[Data to use]

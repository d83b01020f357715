//! Sales.
//!
//! A sale only moves stock at the moment it becomes `completed`, and it can
//! become completed exactly once: `completed` is terminal, and the status
//! flip plus the ledger deduction commit or roll back together.

use core::str::FromStr;

use chrono::{DateTime, NaiveDate, Utc};
use rust_decimal::Decimal;
use serde::{Deserialize, Serialize};
use sqlx::postgres::PgRow;
use sqlx::{PgPool, Row};

use plantops_core::{CustomerId, DomainError, ProductId, SaleId};

use crate::error::{RepoError, RepoResult};
use crate::stock::StockLedger;
use crate::users::ensure_affected;

#[derive(Debug, Clone, Copy, PartialEq, Eq, Serialize, Deserialize)]
#[serde(rename_all = "lowercase")]
pub enum SaleStatus {
    Pending,
    Completed,
    Cancelled,
}

impl SaleStatus {
    pub fn as_str(&self) -> &'static str {
        match self {
            SaleStatus::Pending => "pending",
            SaleStatus::Completed => "completed",
            SaleStatus::Cancelled => "cancelled",
        }
    }

    /// A completed sale has already moved stock; it cannot change again.
    pub fn ensure_not_completed(&self) -> Result<(), DomainError> {
        if *self == SaleStatus::Completed {
            Err(DomainError::invalid_transition(
                "sale is already completed".to_string(),
            ))
        } else {
            Ok(())
        }
    }
}

impl core::fmt::Display for SaleStatus {
    fn fmt(&self, f: &mut core::fmt::Formatter<'_>) -> core::fmt::Result {
        f.write_str(self.as_str())
    }
}

impl FromStr for SaleStatus {
    type Err = DomainError;

    fn from_str(s: &str) -> Result<Self, Self::Err> {
        match s {
            "pending" => Ok(SaleStatus::Pending),
            "completed" => Ok(SaleStatus::Completed),
            "cancelled" => Ok(SaleStatus::Cancelled),
            other => Err(DomainError::validation(format!("unknown sale status: {other}"))),
        }
    }
}

#[derive(Debug, Clone, Serialize)]
pub struct SaleRecord {
    pub sale_id: SaleId,
    pub customer_id: CustomerId,
    pub customer_name: String,
    pub product_id: ProductId,
    pub product_name: String,
    pub quantity: Decimal,
    pub unit_price: Decimal,
    pub total_amount: Decimal,
    pub status: SaleStatus,
    pub location: String,
    pub date: NaiveDate,
    pub created_at: DateTime<Utc>,
}

#[derive(Debug, Clone)]
pub struct NewSale {
    pub customer_id: CustomerId,
    pub product_id: ProductId,
    pub quantity: Decimal,
    pub unit_price: Decimal,
    pub status: SaleStatus,
    pub location: String,
    pub date: NaiveDate,
}

const SALE_SELECT: &str = "SELECT s.sale_id, s.customer_id, s.product_id, s.quantity, \
     s.unit_price, s.total_amount, s.status, s.location, s.date, s.created_at, \
     c.name AS customer_name, p.name AS product_name \
     FROM sales s \
     JOIN customers c ON c.customer_id = s.customer_id \
     JOIN products p ON p.product_id = s.product_id";

#[derive(Clone)]
pub struct SaleRepo {
    pool: PgPool,
}

impl SaleRepo {
    pub fn new(pool: PgPool) -> Self {
        Self { pool }
    }

    /// Record a sale. Total is computed here, never taken from the caller.
    /// A sale created directly in `completed` state deducts stock in the
    /// same transaction; ledger refusal aborts the whole sale.
    pub async fn create(&self, new: &NewSale) -> RepoResult<(SaleId, Decimal)> {
        let total_amount = new.quantity * new.unit_price;
        let mut tx = self.pool.begin().await?;

        let sale_id: i64 = sqlx::query_scalar(
            "INSERT INTO sales (customer_id, product_id, quantity, unit_price, total_amount, status, location, date) \
             VALUES ($1, $2, $3, $4, $5, $6, $7, $8) RETURNING sale_id",
        )
        .bind(new.customer_id.as_i64())
        .bind(new.product_id.as_i64())
        .bind(new.quantity)
        .bind(new.unit_price)
        .bind(total_amount)
        .bind(new.status.as_str())
        .bind(&new.location)
        .bind(new.date)
        .fetch_one(&mut *tx)
        .await?;

        if new.status == SaleStatus::Completed {
            StockLedger::apply_delta_on(&mut *tx, new.product_id, &new.location, -new.quantity)
                .await?;
        }

        tx.commit().await?;

        tracing::info!(sale_id, total_amount = %total_amount, status = %new.status, "sale recorded");
        Ok((SaleId::new(sale_id), total_amount))
    }

    /// Move a sale to a new status.
    ///
    /// The row is locked for the whole decision, so the pending → completed
    /// deduction can happen at most once even under concurrent requests.
    pub async fn update_status(&self, sale_id: SaleId, new_status: SaleStatus) -> RepoResult<()> {
        let mut tx = self.pool.begin().await?;

        let row = sqlx::query(
            "SELECT status, product_id, location, quantity FROM sales \
             WHERE sale_id = $1 FOR UPDATE",
        )
        .bind(sale_id.as_i64())
        .fetch_optional(&mut *tx)
        .await?
        .ok_or(DomainError::NotFound)?;

        let current = SaleStatus::from_str(row.try_get::<String, _>("status")?.as_str())?;
        if current == new_status {
            return Ok(());
        }
        current.ensure_not_completed()?;

        sqlx::query("UPDATE sales SET status = $2 WHERE sale_id = $1")
            .bind(sale_id.as_i64())
            .bind(new_status.as_str())
            .execute(&mut *tx)
            .await?;

        if new_status == SaleStatus::Completed {
            let product_id = ProductId::new(row.try_get("product_id")?);
            let location: String = row.try_get("location")?;
            let quantity: Decimal = row.try_get("quantity")?;
            StockLedger::apply_delta_on(&mut *tx, product_id, &location, -quantity).await?;
        }

        tx.commit().await?;
        Ok(())
    }

    pub async fn get(&self, sale_id: SaleId) -> RepoResult<Option<SaleRecord>> {
        let row = sqlx::query(&format!("{SALE_SELECT} WHERE s.sale_id = $1"))
            .bind(sale_id.as_i64())
            .fetch_optional(&self.pool)
            .await?;
        row.map(|r| sale_from_row(&r)).transpose()
    }

    pub async fn list(&self, limit: i64) -> RepoResult<Vec<SaleRecord>> {
        let rows = sqlx::query(&format!(
            "{SALE_SELECT} ORDER BY s.date DESC, s.sale_id DESC LIMIT $1"
        ))
        .bind(limit)
        .fetch_all(&self.pool)
        .await?;
        rows.iter().map(sale_from_row).collect()
    }

    pub async fn by_date_range(
        &self,
        start: NaiveDate,
        end: NaiveDate,
    ) -> RepoResult<Vec<SaleRecord>> {
        let rows = sqlx::query(&format!(
            "{SALE_SELECT} WHERE s.date BETWEEN $1 AND $2 ORDER BY s.date DESC"
        ))
        .bind(start)
        .bind(end)
        .fetch_all(&self.pool)
        .await?;
        rows.iter().map(sale_from_row).collect()
    }

    /// Correct a sale's bookkeeping fields. Status is out of scope here;
    /// transitions go through `update_status` so the ledger effect cannot
    /// be bypassed or duplicated.
    pub async fn update(&self, sale_id: SaleId, new: &NewSale) -> RepoResult<Decimal> {
        let total_amount = new.quantity * new.unit_price;
        let result = sqlx::query(
            "UPDATE sales SET customer_id = $2, product_id = $3, quantity = $4, \
             unit_price = $5, total_amount = $6, location = $7, date = $8 WHERE sale_id = $1",
        )
        .bind(sale_id.as_i64())
        .bind(new.customer_id.as_i64())
        .bind(new.product_id.as_i64())
        .bind(new.quantity)
        .bind(new.unit_price)
        .bind(total_amount)
        .bind(&new.location)
        .bind(new.date)
        .execute(&self.pool)
        .await?;
        ensure_affected(result.rows_affected())?;
        Ok(total_amount)
    }

    pub async fn delete(&self, sale_id: SaleId) -> RepoResult<()> {
        let result = sqlx::query("DELETE FROM sales WHERE sale_id = $1")
            .bind(sale_id.as_i64())
            .execute(&self.pool)
            .await?;
        ensure_affected(result.rows_affected())
    }

    /// Completed-sales revenue over a date range.
    pub async fn total_between(&self, start: NaiveDate, end: NaiveDate) -> RepoResult<Decimal> {
        let total: Option<Decimal> = sqlx::query_scalar(
            "SELECT SUM(total_amount) FROM sales \
             WHERE date BETWEEN $1 AND $2 AND status = 'completed'",
        )
        .bind(start)
        .bind(end)
        .fetch_one(&self.pool)
        .await?;
        Ok(total.unwrap_or(Decimal::ZERO))
    }

    /// Best-selling product by completed revenue over a date range.
    pub async fn top_product_between(
        &self,
        start: NaiveDate,
        end: NaiveDate,
    ) -> RepoResult<Option<TopProduct>> {
        let row = sqlx::query(
            "SELECT p.name, SUM(s.quantity) AS total_qty, SUM(s.total_amount) AS total_sales \
             FROM sales s JOIN products p ON p.product_id = s.product_id \
             WHERE s.date BETWEEN $1 AND $2 AND s.status = 'completed' \
             GROUP BY p.product_id, p.name ORDER BY total_sales DESC LIMIT 1",
        )
        .bind(start)
        .bind(end)
        .fetch_optional(&self.pool)
        .await?;

        row.map(|r| {
            Ok(TopProduct {
                name: r.try_get("name")?,
                quantity_sold: r.try_get("total_qty")?,
                total_sales: r.try_get("total_sales")?,
            })
        })
        .transpose()
    }
}

#[derive(Debug, Clone, Serialize)]
pub struct TopProduct {
    pub name: String,
    pub quantity_sold: Decimal,
    pub total_sales: Decimal,
}

fn sale_from_row(row: &PgRow) -> Result<SaleRecord, RepoError> {
    let status = SaleStatus::from_str(row.try_get::<String, _>("status")?.as_str())?;
    Ok(SaleRecord {
        sale_id: SaleId::new(row.try_get("sale_id")?),
        customer_id: CustomerId::new(row.try_get("customer_id")?),
        customer_name: row.try_get("customer_name")?,
        product_id: ProductId::new(row.try_get("product_id")?),
        product_name: row.try_get("product_name")?,
        quantity: row.try_get("quantity")?,
        unit_price: row.try_get("unit_price")?,
        total_amount: row.try_get("total_amount")?,
        status,
        location: row.try_get("location")?,
        date: row.try_get("date")?,
        created_at: row.try_get("created_at")?,
    })
}

#[cfg(test)]
mod tests {
    use super::*;

    #[test]
    fn completed_is_terminal() {
        assert!(SaleStatus::Pending.ensure_not_completed().is_ok());
        assert!(SaleStatus::Cancelled.ensure_not_completed().is_ok());
        assert!(matches!(
            SaleStatus::Completed.ensure_not_completed().unwrap_err(),
            DomainError::InvalidStateTransition(_)
        ));
    }

    #[test]
    fn status_round_trips_through_storage_form() {
        for status in [SaleStatus::Pending, SaleStatus::Completed, SaleStatus::Cancelled] {
            assert_eq!(SaleStatus::from_str(status.as_str()).unwrap(), status);
        }
    }
}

[/Data to use]

§ **Activity**
Restate, word for word and with nothing added, the lines from the beginning of the records above through the line that contains "use crate::users::ensure_affected;".

§ **Your response**
repository d83b01020f357715
//! Sales.
//!
//! A sale only moves stock at the moment it becomes `completed`, and it can
//! become completed exactly once: `completed` is terminal, and the status
//! flip plus the ledger deduction commit or roll back together.

use core::str::FromStr;

use chrono::{DateTime, NaiveDate, Utc};
use rust_decimal::Decimal;
use serde::{Deserialize, Serialize};
use sqlx::postgres::PgRow;
use sqlx::{PgPool, Row};

use plantops_core::{CustomerId, DomainError, ProductId, SaleId};

use crate::error::{RepoError, RepoResult};
use crate::stock::StockLedger;
use crate::users::ensure_affected;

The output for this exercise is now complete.